Friday, February 9, 2024
Dott.ssa Valeria Bragaglia

Deep Neural Networks have achieved excellent performance on various artificial intelligence (AI) applications, due to their ability to learn from large and unstructured sets of data. Nevertheless, the constant shuffling of big data sets between physically separated memory and processing unit in standard von Neumann architectures, leads to tremendous power inefficiencies. Dedicated neuromorphic hardware can help overcome this issue.

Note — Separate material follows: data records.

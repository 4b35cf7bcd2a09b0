//! Operator CLI for the catalog core.
//!
//! # Responsibility
//! - Map flags and environment into explicit core configuration values.
//! - Seed demo data, register one singer/album graph, and print hydrated reads as JSON.

use catalog_core::{
    parse_date, AlbumPredicate, AlbumSpec, AssociationLoader, CompareOp, ConnectionManager,
    GraphCreator, LoggingConfig, RandomDataSeeder, SingerPredicate, SingerSpec, StoreConfig,
    TrackCount, DEFAULT_TRACK_RANGE,
};
use clap::{Args, Parser, Subcommand};
use log::error;
use std::error::Error;
use std::process::ExitCode;
use std::time::Duration;

#[derive(Debug, Parser)]
#[command(name = "catalog", version = catalog_core::core_version(), about = "Singer/album/track catalog")]
struct Cli {
    /// `:memory:`, a `file:` URI, or a database path.
    #[arg(long, env = "CONNECTION_STRING", default_value = catalog_core::config::DEFAULT_CONNECTION_STRING)]
    db: String,

    #[arg(long, default_value_t = catalog_core::config::DEFAULT_MAX_ATTEMPTS)]
    max_attempts: u32,

    #[arg(long, default_value_t = catalog_core::config::DEFAULT_RETRY_DELAY.as_millis() as u64)]
    retry_delay_ms: u64,

    #[arg(long, env = "CATALOG_LOG_LEVEL", default_value = catalog_core::default_log_level())]
    log_level: String,

    #[command(subcommand)]
    command: Command,
}

#[derive(Debug, Subcommand)]
enum Command {
    /// Create random singer/album/track graphs, one transaction each.
    Seed {
        #[arg(long, default_value_t = 10)]
        count: usize,
    },
    /// Register one singer with one album of random tracks.
    Register(RegisterArgs),
    /// List hydrated singers matching one filter.
    Singers(SingerFilter),
    /// List albums (with tracks) of one singer.
    Albums {
        #[arg(long)]
        singer_id: String,
    },
}

#[derive(Debug, Args)]
struct RegisterArgs {
    #[arg(long)]
    first_name: String,
    #[arg(long)]
    last_name: String,
    #[arg(long)]
    album_title: String,
    /// YYYY-MM-DD
    #[arg(long)]
    release_date: Option<String>,
}

#[derive(Debug, Args)]
#[group(required = true, multiple = false)]
struct SingerFilter {
    #[arg(long)]
    last_name: Option<String>,
    #[arg(long)]
    prefix: Option<String>,
    /// Singers with an album released before this date (YYYY-MM-DD).
    #[arg(long)]
    released_before: Option<String>,
}

impl SingerFilter {
    fn to_predicate(&self) -> Result<SingerPredicate, catalog_core::PredicateError> {
        if let Some(last_name) = &self.last_name {
            return SingerPredicate::parse("last_name", CompareOp::Eq, last_name);
        }
        if let Some(prefix) = &self.prefix {
            return SingerPredicate::parse("last_name", CompareOp::Prefix, prefix);
        }
        let date = self.released_before.as_deref().unwrap_or_default();
        SingerPredicate::parse("album.release_date", CompareOp::Before, date)
    }
}

fn main() -> ExitCode {
    let cli = Cli::parse();

    if let Err(err) = catalog_core::init_logging(&LoggingConfig::stderr(cli.log_level.as_str())) {
        eprintln!("logging init failed: {err}");
        return ExitCode::FAILURE;
    }

    match run(cli) {
        Ok(()) => ExitCode::SUCCESS,
        Err(err) => {
            error!("event=cli_run module=cli status=error error={}", err);
            eprintln!("error: {err}");
            ExitCode::FAILURE
        }
    }
}

fn run(cli: Cli) -> Result<(), Box<dyn Error>> {
    let config = StoreConfig::new(cli.db)
        .with_max_attempts(cli.max_attempts)
        .with_retry_delay(Duration::from_millis(cli.retry_delay_ms));
    let db = ConnectionManager::new(config).connect()?;

    match cli.command {
        Command::Seed { count } => {
            let creator = GraphCreator::new(db);
            let report = RandomDataSeeder::new(&creator).seed(count);
            for (iteration, err) in &report.failures {
                eprintln!("seed iteration {iteration} failed: {err}");
            }
            println!("{}", serde_json::to_string_pretty(&report.created)?);
        }
        Command::Register(args) => {
            let singer = SingerSpec::new(args.first_name, args.last_name);
            let mut album = AlbumSpec::new(
                args.album_title,
                TrackCount::Between {
                    min: *DEFAULT_TRACK_RANGE.start(),
                    max: *DEFAULT_TRACK_RANGE.end(),
                },
            );
            album.release_date = args
                .release_date
                .as_deref()
                .map(|value| parse_date("release_date", value))
                .transpose()?;
            let created = GraphCreator::new(db).create_graph(&singer, &[album])?;
            println!("{}", serde_json::to_string_pretty(&created)?);
        }
        Command::Singers(filter) => {
            let predicate = filter.to_predicate()?;
            let singers = AssociationLoader::new(db).load_singers(&predicate)?;
            println!("{}", serde_json::to_string_pretty(&singers)?);
        }
        Command::Albums { singer_id } => {
            let predicate = AlbumPredicate::parse("singer_id", CompareOp::Eq, &singer_id)?;
            let albums = AssociationLoader::new(db).load_albums(&predicate)?;
            println!("{}", serde_json::to_string_pretty(&albums)?);
        }
    }

    Ok(())
}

Especially memristors are suitable for this dedicated hardware: by enabling to store and process information in the same location, they get around the biggest bottleneck for computing speed and power [1]. In this seminar I will focus on the role of materials science in the development of various devices based on Phase Change Materials and Oxide Resistive Random Access Memories, key building blocks for the realization of the artificial neural and synaptic function in neuromorphic computing. These devices rely on diverse physical mechanisms and materials and their understanding via experimental and theoretical means is pivotal to the device optimization and coupling to the higher layers of the computer architecture [2,3].

[1] A. Sebastian et al., "Memory devices and applications for in-memory computing", Nature Nanotechnology, 15, 529-544, 2020.

[2] T. Stecconi et al., “Analog Resistive Switching Devices for Training Deep Neural Networks with the Novel Tiki-Taka Algorithm” Nano Lett., 24, 866−872, 2024.

[3] G. Syed et al., “In memory compute chips with carbon based projected phase change memory devices”, IEDM 2023.